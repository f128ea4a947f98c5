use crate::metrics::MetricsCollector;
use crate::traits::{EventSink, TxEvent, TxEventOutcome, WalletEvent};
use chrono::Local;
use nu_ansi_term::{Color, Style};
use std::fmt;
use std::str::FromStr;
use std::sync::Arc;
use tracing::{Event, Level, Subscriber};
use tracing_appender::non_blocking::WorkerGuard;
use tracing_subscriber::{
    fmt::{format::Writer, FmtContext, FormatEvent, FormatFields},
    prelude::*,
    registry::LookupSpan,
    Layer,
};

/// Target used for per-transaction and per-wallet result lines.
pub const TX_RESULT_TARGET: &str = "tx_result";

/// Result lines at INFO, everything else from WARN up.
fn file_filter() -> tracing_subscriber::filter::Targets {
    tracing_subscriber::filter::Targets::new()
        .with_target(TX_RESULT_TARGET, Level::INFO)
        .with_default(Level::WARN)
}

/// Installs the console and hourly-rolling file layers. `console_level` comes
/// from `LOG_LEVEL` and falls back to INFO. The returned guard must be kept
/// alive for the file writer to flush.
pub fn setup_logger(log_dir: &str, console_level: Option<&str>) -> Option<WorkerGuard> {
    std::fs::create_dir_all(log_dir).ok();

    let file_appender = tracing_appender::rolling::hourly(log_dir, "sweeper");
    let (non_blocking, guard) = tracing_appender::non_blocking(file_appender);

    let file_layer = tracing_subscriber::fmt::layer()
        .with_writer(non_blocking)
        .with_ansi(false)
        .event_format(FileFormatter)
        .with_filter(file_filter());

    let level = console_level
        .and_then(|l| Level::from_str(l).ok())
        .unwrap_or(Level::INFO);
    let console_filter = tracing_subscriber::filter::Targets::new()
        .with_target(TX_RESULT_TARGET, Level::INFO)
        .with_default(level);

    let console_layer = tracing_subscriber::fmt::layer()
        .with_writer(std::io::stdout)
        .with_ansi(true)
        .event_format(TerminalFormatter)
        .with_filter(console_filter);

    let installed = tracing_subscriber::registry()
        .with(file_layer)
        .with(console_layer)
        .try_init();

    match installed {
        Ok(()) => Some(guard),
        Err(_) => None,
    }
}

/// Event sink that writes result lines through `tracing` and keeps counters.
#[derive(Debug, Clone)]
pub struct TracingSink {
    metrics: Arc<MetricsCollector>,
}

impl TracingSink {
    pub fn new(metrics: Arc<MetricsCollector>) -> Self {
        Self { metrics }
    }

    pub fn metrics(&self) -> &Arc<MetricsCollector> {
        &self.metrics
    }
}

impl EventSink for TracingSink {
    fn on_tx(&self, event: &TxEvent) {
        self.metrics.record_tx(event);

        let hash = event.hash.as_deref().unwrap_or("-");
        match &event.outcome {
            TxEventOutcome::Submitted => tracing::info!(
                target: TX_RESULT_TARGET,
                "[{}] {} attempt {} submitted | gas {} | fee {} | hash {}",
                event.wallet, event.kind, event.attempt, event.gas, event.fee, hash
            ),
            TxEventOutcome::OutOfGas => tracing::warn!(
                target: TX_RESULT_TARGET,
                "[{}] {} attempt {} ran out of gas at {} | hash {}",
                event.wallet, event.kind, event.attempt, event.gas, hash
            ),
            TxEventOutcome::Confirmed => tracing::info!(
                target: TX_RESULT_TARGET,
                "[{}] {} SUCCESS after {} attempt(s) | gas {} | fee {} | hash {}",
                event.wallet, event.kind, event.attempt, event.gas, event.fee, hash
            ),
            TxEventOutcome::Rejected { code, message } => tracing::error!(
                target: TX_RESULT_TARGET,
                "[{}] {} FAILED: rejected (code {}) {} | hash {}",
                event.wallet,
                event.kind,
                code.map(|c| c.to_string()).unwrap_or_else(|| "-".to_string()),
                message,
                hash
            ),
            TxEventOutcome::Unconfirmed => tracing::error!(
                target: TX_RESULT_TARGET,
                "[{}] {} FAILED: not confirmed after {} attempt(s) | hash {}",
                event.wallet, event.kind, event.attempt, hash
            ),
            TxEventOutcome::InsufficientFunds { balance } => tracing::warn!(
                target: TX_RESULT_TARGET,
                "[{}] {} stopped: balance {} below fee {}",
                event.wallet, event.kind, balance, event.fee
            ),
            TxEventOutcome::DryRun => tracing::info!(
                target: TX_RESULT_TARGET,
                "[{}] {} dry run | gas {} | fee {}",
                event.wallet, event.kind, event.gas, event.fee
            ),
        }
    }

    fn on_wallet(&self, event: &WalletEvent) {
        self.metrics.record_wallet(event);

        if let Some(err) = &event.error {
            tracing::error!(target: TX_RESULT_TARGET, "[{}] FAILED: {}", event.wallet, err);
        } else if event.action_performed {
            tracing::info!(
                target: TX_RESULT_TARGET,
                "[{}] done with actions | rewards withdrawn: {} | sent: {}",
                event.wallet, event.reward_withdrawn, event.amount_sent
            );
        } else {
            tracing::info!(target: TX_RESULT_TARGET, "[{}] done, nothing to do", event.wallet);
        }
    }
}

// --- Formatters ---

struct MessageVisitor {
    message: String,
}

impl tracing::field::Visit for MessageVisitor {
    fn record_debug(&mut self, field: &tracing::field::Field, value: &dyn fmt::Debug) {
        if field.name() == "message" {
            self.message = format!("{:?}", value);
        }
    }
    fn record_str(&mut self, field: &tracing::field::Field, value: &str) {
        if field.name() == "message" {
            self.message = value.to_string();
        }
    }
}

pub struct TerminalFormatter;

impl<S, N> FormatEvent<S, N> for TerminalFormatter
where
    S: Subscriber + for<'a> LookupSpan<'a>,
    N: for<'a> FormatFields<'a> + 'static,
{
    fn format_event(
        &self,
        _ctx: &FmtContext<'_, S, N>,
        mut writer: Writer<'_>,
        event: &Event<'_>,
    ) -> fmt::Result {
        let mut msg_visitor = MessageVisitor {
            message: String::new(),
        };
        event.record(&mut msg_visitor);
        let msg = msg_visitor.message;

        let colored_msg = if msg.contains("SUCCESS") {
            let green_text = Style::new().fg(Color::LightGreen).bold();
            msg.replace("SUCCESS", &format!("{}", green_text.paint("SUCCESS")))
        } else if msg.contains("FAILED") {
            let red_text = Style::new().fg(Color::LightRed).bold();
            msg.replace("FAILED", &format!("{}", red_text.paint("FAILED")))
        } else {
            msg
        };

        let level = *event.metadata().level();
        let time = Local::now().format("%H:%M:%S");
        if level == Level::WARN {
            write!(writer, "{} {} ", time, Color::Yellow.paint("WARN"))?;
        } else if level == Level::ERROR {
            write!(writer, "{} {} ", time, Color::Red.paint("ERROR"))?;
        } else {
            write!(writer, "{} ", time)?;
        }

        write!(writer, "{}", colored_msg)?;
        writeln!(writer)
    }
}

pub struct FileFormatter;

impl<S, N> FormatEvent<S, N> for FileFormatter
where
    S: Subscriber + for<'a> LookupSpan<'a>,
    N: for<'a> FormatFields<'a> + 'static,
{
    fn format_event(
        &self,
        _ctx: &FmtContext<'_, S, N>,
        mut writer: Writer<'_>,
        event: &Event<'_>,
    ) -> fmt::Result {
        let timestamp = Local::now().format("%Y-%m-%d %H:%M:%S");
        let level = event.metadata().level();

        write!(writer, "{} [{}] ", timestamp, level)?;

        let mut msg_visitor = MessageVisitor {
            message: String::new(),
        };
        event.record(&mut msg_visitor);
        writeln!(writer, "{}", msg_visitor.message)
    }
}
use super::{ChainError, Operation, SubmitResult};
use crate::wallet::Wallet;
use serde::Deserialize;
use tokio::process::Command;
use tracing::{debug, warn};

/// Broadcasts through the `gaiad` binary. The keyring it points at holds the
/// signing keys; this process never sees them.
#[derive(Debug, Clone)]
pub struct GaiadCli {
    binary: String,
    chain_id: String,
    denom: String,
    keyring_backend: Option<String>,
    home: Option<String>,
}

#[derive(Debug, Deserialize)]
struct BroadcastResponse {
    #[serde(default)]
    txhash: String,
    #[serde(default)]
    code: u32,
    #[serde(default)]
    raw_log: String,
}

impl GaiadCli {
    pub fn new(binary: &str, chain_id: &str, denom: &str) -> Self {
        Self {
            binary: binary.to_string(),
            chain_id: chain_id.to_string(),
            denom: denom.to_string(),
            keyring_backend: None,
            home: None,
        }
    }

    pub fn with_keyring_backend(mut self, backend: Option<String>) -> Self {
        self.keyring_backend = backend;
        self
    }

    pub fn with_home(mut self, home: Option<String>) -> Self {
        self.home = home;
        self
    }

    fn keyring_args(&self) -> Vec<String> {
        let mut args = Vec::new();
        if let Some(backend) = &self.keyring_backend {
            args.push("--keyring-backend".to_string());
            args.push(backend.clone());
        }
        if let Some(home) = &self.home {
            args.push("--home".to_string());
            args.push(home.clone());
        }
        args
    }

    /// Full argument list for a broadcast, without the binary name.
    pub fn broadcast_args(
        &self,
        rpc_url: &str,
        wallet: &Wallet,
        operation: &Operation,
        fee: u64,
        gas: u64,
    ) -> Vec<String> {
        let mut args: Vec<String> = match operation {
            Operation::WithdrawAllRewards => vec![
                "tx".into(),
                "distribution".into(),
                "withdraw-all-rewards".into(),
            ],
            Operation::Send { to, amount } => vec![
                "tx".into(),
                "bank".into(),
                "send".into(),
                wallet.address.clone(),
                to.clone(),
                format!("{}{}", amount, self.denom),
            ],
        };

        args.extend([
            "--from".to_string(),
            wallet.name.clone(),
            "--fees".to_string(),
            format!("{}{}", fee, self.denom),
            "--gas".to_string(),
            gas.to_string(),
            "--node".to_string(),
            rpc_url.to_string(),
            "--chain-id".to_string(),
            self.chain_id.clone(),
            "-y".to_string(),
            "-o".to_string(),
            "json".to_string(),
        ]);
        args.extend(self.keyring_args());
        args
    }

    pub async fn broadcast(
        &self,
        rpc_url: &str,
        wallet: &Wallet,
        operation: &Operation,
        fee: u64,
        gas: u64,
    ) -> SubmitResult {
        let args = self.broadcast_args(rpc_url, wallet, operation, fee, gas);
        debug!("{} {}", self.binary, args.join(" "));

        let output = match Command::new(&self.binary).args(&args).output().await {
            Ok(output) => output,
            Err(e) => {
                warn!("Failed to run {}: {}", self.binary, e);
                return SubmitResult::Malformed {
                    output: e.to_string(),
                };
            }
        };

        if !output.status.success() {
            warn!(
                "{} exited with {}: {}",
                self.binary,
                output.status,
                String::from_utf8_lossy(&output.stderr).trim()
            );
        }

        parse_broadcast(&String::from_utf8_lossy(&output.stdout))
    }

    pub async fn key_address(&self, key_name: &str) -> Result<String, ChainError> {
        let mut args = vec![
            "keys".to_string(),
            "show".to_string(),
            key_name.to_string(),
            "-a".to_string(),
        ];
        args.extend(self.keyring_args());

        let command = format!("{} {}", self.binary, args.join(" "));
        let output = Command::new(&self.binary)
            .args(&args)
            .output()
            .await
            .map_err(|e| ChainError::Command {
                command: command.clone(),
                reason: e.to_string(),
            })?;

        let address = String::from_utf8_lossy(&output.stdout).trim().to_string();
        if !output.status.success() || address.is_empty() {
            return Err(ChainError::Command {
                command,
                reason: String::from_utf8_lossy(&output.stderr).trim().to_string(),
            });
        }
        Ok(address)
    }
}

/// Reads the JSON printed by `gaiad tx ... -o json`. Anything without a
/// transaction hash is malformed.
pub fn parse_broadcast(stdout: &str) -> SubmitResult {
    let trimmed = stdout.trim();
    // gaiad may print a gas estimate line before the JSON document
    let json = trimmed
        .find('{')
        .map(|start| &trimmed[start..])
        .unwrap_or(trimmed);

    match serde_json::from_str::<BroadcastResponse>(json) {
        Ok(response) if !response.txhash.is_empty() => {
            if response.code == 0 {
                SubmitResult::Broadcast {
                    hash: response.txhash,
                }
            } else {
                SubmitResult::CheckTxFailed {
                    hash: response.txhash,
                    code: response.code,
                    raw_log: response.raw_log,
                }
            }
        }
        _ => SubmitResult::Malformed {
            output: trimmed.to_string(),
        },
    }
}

* * *

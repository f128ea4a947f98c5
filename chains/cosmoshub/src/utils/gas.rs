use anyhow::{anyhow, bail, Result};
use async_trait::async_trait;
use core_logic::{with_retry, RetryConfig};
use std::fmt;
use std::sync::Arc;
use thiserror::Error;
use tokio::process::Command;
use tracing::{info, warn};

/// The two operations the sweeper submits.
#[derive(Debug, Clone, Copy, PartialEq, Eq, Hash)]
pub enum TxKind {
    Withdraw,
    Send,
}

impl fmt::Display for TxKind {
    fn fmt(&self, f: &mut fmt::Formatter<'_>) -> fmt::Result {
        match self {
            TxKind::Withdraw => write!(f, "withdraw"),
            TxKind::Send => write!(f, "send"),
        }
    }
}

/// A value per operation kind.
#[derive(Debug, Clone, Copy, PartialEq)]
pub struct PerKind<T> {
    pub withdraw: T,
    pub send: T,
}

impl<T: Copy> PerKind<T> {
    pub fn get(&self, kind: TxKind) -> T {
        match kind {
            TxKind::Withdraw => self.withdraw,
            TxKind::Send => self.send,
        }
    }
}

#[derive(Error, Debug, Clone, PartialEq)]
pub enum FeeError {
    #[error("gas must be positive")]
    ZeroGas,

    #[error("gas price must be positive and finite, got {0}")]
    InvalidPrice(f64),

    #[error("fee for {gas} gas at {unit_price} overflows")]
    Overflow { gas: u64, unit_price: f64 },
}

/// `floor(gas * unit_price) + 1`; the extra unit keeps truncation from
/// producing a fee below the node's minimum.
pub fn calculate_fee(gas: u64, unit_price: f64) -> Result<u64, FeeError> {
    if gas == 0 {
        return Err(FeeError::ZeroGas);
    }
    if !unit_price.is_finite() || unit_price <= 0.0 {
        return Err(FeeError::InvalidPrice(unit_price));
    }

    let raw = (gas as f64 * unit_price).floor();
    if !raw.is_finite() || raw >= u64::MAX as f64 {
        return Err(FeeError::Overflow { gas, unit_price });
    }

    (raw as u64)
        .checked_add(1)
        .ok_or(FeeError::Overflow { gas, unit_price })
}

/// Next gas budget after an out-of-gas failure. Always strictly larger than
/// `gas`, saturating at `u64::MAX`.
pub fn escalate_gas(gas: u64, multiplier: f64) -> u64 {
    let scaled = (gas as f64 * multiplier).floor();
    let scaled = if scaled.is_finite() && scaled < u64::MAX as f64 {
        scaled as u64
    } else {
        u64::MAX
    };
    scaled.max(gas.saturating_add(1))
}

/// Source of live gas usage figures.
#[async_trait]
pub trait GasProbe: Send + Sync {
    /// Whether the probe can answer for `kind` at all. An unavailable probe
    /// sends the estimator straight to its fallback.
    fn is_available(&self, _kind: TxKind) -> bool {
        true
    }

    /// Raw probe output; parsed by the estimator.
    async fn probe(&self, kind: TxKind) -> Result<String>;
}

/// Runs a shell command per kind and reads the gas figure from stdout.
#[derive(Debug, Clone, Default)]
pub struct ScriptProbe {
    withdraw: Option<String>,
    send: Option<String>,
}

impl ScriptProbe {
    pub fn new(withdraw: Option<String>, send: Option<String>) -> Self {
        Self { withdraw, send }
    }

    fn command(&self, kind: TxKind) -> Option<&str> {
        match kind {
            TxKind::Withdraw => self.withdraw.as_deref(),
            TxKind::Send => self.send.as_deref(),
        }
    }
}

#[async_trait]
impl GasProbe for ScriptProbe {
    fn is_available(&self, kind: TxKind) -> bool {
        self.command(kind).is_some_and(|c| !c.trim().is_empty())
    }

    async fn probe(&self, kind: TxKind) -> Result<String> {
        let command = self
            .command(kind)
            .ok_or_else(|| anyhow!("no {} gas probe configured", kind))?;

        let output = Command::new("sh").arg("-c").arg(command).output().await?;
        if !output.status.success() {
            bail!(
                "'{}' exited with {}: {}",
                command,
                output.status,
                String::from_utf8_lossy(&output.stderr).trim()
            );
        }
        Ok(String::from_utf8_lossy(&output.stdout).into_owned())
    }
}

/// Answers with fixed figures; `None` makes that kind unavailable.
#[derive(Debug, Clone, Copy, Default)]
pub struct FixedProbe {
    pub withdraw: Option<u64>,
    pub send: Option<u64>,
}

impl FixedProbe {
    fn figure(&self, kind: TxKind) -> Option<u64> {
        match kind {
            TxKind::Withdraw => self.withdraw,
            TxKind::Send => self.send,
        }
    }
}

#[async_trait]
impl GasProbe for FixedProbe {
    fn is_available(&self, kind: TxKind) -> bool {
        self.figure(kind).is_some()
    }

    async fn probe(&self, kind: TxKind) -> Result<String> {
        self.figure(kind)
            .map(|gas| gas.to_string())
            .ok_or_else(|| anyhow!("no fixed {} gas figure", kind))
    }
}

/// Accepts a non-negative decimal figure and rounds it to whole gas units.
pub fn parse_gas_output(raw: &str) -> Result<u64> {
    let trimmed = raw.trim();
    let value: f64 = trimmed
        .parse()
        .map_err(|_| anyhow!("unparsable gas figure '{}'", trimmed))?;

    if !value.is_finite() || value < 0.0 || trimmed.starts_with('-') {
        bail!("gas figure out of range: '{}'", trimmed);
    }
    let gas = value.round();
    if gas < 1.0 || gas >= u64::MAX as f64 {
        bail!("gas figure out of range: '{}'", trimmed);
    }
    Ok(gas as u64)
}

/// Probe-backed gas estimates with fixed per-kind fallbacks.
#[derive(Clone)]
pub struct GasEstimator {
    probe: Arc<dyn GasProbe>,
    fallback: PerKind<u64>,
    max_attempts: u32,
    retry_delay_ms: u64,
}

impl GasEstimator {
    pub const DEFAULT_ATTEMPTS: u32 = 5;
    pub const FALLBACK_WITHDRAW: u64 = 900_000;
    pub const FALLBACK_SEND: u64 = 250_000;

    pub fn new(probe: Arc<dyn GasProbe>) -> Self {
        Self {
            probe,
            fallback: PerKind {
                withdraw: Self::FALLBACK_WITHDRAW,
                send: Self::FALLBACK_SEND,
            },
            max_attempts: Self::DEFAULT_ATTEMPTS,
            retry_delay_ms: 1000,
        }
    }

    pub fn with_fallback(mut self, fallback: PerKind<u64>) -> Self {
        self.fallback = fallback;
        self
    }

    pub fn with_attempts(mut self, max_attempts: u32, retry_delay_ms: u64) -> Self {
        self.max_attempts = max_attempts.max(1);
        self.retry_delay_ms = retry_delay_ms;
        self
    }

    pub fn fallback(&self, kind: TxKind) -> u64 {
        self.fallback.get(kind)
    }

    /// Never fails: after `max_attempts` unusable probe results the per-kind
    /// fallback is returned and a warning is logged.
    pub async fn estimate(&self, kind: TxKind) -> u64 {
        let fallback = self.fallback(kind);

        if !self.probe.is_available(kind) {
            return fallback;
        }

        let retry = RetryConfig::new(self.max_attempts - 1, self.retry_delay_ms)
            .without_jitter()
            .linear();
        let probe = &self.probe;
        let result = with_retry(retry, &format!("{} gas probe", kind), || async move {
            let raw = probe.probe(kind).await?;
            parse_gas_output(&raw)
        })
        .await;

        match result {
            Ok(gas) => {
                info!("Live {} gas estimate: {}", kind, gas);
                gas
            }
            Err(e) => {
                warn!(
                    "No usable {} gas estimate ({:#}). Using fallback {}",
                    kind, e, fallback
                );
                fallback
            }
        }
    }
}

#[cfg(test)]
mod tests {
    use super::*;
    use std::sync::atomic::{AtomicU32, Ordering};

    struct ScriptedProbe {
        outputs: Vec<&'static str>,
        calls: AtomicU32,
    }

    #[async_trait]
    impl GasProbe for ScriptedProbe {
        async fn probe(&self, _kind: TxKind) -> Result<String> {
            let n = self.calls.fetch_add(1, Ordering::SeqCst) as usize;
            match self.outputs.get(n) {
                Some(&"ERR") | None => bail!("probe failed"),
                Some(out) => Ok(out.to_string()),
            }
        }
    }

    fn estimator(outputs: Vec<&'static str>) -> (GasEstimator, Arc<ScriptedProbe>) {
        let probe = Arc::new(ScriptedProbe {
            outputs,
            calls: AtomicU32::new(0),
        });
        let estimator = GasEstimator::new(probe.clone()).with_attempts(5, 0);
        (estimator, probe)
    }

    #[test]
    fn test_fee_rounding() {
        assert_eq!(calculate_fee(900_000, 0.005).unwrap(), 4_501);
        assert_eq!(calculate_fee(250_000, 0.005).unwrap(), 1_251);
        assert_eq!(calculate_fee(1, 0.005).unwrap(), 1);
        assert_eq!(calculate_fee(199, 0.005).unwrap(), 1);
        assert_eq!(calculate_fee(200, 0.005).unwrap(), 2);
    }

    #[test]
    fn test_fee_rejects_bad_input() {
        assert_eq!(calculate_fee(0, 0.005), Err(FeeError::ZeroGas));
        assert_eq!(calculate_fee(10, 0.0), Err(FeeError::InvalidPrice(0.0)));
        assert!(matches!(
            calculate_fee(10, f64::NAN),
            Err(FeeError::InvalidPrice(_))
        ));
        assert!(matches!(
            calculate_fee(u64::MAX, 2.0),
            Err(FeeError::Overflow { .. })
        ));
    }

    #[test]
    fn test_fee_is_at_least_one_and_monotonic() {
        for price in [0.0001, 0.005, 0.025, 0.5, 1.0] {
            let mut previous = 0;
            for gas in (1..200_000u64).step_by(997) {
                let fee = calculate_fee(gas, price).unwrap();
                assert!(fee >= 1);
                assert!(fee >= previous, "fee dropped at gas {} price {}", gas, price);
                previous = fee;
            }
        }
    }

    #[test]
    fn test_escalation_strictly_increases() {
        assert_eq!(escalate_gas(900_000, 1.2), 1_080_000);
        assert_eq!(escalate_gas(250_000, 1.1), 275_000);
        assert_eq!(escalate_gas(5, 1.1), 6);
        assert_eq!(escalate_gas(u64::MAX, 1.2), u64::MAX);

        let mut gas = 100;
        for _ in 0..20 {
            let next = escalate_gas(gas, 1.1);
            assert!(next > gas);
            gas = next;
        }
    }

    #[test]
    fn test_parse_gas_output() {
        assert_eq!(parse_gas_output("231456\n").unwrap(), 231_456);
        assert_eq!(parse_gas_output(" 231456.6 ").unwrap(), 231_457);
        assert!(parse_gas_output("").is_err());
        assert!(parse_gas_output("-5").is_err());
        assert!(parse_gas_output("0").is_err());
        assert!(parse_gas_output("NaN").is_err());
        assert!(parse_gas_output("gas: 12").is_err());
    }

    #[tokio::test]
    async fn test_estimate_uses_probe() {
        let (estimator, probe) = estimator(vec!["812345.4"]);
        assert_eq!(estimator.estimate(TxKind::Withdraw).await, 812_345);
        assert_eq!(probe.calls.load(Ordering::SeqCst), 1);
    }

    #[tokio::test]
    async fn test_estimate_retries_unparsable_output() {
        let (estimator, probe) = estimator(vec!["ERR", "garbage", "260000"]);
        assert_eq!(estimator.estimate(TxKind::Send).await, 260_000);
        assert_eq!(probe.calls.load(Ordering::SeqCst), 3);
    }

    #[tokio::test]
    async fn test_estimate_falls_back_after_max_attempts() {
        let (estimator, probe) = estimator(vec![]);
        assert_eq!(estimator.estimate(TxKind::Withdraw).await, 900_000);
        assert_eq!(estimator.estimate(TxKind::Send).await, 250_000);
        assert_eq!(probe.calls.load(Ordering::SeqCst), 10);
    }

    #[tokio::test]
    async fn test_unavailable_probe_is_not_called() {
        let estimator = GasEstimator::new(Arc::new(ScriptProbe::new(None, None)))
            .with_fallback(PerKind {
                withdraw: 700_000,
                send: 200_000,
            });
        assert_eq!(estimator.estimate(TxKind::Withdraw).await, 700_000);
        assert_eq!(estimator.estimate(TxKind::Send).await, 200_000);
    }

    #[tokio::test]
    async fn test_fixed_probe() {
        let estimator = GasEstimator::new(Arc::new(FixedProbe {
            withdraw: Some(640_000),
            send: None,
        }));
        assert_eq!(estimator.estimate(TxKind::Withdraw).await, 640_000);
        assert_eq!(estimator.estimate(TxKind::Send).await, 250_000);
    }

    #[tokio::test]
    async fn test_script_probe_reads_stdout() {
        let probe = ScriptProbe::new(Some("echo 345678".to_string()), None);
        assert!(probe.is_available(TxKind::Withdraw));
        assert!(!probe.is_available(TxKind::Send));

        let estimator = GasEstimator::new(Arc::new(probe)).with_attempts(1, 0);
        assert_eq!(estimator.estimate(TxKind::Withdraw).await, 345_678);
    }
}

Exercise brief: Copy out every line from the material above in which the word "Ordering" appears.

Expected answer:
    use std::sync::atomic::{AtomicU32, Ordering};
            let n = self.calls.fetch_add(1, Ordering::SeqCst) as usize;
        assert_eq!(probe.calls.load(Ordering::SeqCst), 1);
        assert_eq!(probe.calls.load(Ordering::SeqCst), 3);
        assert_eq!(probe.calls.load(Ordering::SeqCst), 10);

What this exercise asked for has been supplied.